Identifying Cell Type-Specific Transcription Factors by Integrating ChIP-seq and eQTL Data-Application to Monocyte Gene Regulation.

We describe a novel computational approach to identify transcription factors (TFs) that are candidate regulators in a human cell type of interest. Our approach involves integrating cell type-specific expression quantitative trait locus (eQTL) data and TF data from chromatin immunoprecipitation-to-tag-sequencing (ChIP-seq) experiments in cell lines. To test the method, we used eQTL data from human monocytes in order to screen for TFs. Using a list of known monocyte-regulating TFs, we tested the hypothesis that the binding sites of cell type-specific TF regulators would be concentrated in the vicinity of monocyte eQTLs. For each of 397 ChIP-seq data sets, we obtained an enrichment ratio for the number of ChIP-seq peaks that are located within monocyte eQTLs.

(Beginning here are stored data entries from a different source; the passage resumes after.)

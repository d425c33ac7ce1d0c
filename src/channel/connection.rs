//! Transport seam between the hub and its subscribers.
//!
//! A `Transport` opens `Connection`s. The in-process `HubTransport` connects
//! straight to an `EventHub`; a network transport would implement the same
//! traits on top of its socket.

use std::fmt;
use std::sync::atomic::{AtomicBool, AtomicU64, Ordering};
use std::sync::Arc;
use std::time::Duration;

use crossbeam_channel::{bounded, Receiver, RecvTimeoutError, Sender};
use uuid::Uuid;

use crate::error::TransportError;
use crate::event::GeofenceEvent;

use super::hub::ControlMsg;

/// Close status codes, mirroring the WebSocket registry.
#[derive(Debug, Clone, Copy, PartialEq, Eq, Hash)]
pub struct CloseCode(pub u16);

impl CloseCode {
    /// Deliberate close; the subscriber must not reconnect.
    pub const NORMAL: Self = Self(1000);
    /// The server is shutting down.
    pub const GOING_AWAY: Self = Self(1001);
    /// The connection dropped without a close handshake.
    pub const ABNORMAL: Self = Self(1006);

    /// Whether this close was deliberate (no reconnect).
    #[must_use]
    pub const fn is_normal(self) -> bool {
        self.0 == Self::NORMAL.0
    }
}

impl fmt::Display for CloseCode {
    fn fmt(&self, f: &mut fmt::Formatter<'_>) -> fmt::Result {
        write!(f, "{}", self.0)
    }
}

impl From<CloseCode> for TransportError {
    fn from(code: CloseCode) -> Self {
        Self::Closed { code: code.0 }
    }
}

/// Identifier of one hub connection.
#[derive(Debug, Clone, Copy, PartialEq, Eq, Hash)]
pub struct ConnectionId(Uuid);

impl ConnectionId {
    #[must_use]
    pub fn new() -> Self {
        Self(Uuid::new_v4())
    }
}

impl Default for ConnectionId {
    fn default() -> Self {
        Self::new()
    }
}

/// Frames pushed from the hub to a connection.
#[derive(Debug, Clone)]
pub(crate) enum Frame {
    Event(GeofenceEvent),
    Close(CloseCode),
}

/// Opens connections to an event source.
pub trait Transport: Send + Sync {
    /// Opens a connection. Once this returns, every event published from
    /// that moment on is delivered on the connection.
    fn connect(&self) -> Result<Box<dyn Connection>, TransportError>;
}

/// An open connection delivering events.
pub trait Connection: Send {
    /// Waits for the next event. `Ok(None)` means the timeout elapsed;
    /// `Err(Closed { code })` means the connection is gone.
    fn recv_timeout(&mut self, timeout: Duration) -> Result<Option<GeofenceEvent>, TransportError>;

    /// Closes the connection with `code`. Idempotent.
    fn close(&mut self, code: CloseCode);
}

/// In-process transport bound to an `EventHub`.
///
/// Connecting fails once the hub has been dropped, even though the hub's
/// worker may still be running for connections that are winding down.
#[derive(Debug, Clone)]
pub struct HubTransport {
    pub(crate) control_tx: Sender<ControlMsg>,
    pub(crate) next_seq: Arc<AtomicU64>,
    pub(crate) closed: Arc<AtomicBool>,
    pub(crate) buffer: usize,
}

impl Transport for HubTransport {
    fn connect(&self) -> Result<Box<dyn Connection>, TransportError> {
        let disconnected = || TransportError::ConnectionFailed {
            message: "event hub is not running".to_string(),
        };
        if self.closed.load(Ordering::Acquire) {
            return Err(disconnected());
        }

        let id = ConnectionId::new();
        let (tx, rx) = bounded::<Frame>(self.buffer.max(1));
        let (reply_tx, reply_rx) = bounded::<()>(1);

        // Events already sequenced before this point belong to the past.
        let start_seq = self.next_seq.load(Ordering::Acquire);

        self.control_tx
            .send(ControlMsg::Register {
                id,
                start_seq,
                tx,
                reply: reply_tx,
            })
            .map_err(|_| disconnected())?;
        reply_rx.recv().map_err(|_| disconnected())?;

        // Registered after the hub's final CloseAll: nothing will ever close it.
        if self.closed.load(Ordering::Acquire) {
            let _ = self.control_tx.try_send(ControlMsg::Unregister { id });
            return Err(disconnected());
        }

        Ok(Box::new(HubConnection {
            id,
            rx,
            control_tx: self.control_tx.clone(),
            closed: false,
        }))
    }
}

#[derive(Debug)]
struct HubConnection {
    id: ConnectionId,
    rx: Receiver<Frame>,
    control_tx: Sender<ControlMsg>,
    closed: bool,
}

impl Connection for HubConnection {
    fn recv_timeout(&mut self, timeout: Duration) -> Result<Option<GeofenceEvent>, TransportError> {
        if self.closed {
            return Err(CloseCode::NORMAL.into());
        }
        match self.rx.recv_timeout(timeout) {
            Ok(Frame::Event(event)) => Ok(Some(event)),
            Ok(Frame::Close(code)) => {
                self.closed = true;
                Err(code.into())
            }
            Err(RecvTimeoutError::Timeout) => Ok(None),
            Err(RecvTimeoutError::Disconnected) => {
                self.closed = true;
                Err(CloseCode::ABNORMAL.into())
            }
        }
    }

    fn close(&mut self, _code: CloseCode) {
        if self.closed {
            return;
        }
        self.closed = true;
        // Best-effort: never block the caller on a busy hub.
        let _ = self.control_tx.try_send(ControlMsg::Unregister { id: self.id });
    }
}

impl Drop for HubConnection {
    fn drop(&mut self) {
        self.close(CloseCode::NORMAL);
    }
}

We ranked ChIP-seq data sets according to their statistical significances for eQTL overlap, and from this ranking, we observed that monocyte-regulating TFs are more highly ranked than would be expected by chance. We identified 27 TFs that had significant monocyte enrichment scores and mapped them into a protein interaction network. Our analysis uncovered two novel candidate monocyte-regulating TFs, BCLAF1 and SIN3A. Our approach is an efficient method to identify candidate TFs that can be used for any cell/tissue type for which eQTL data are available.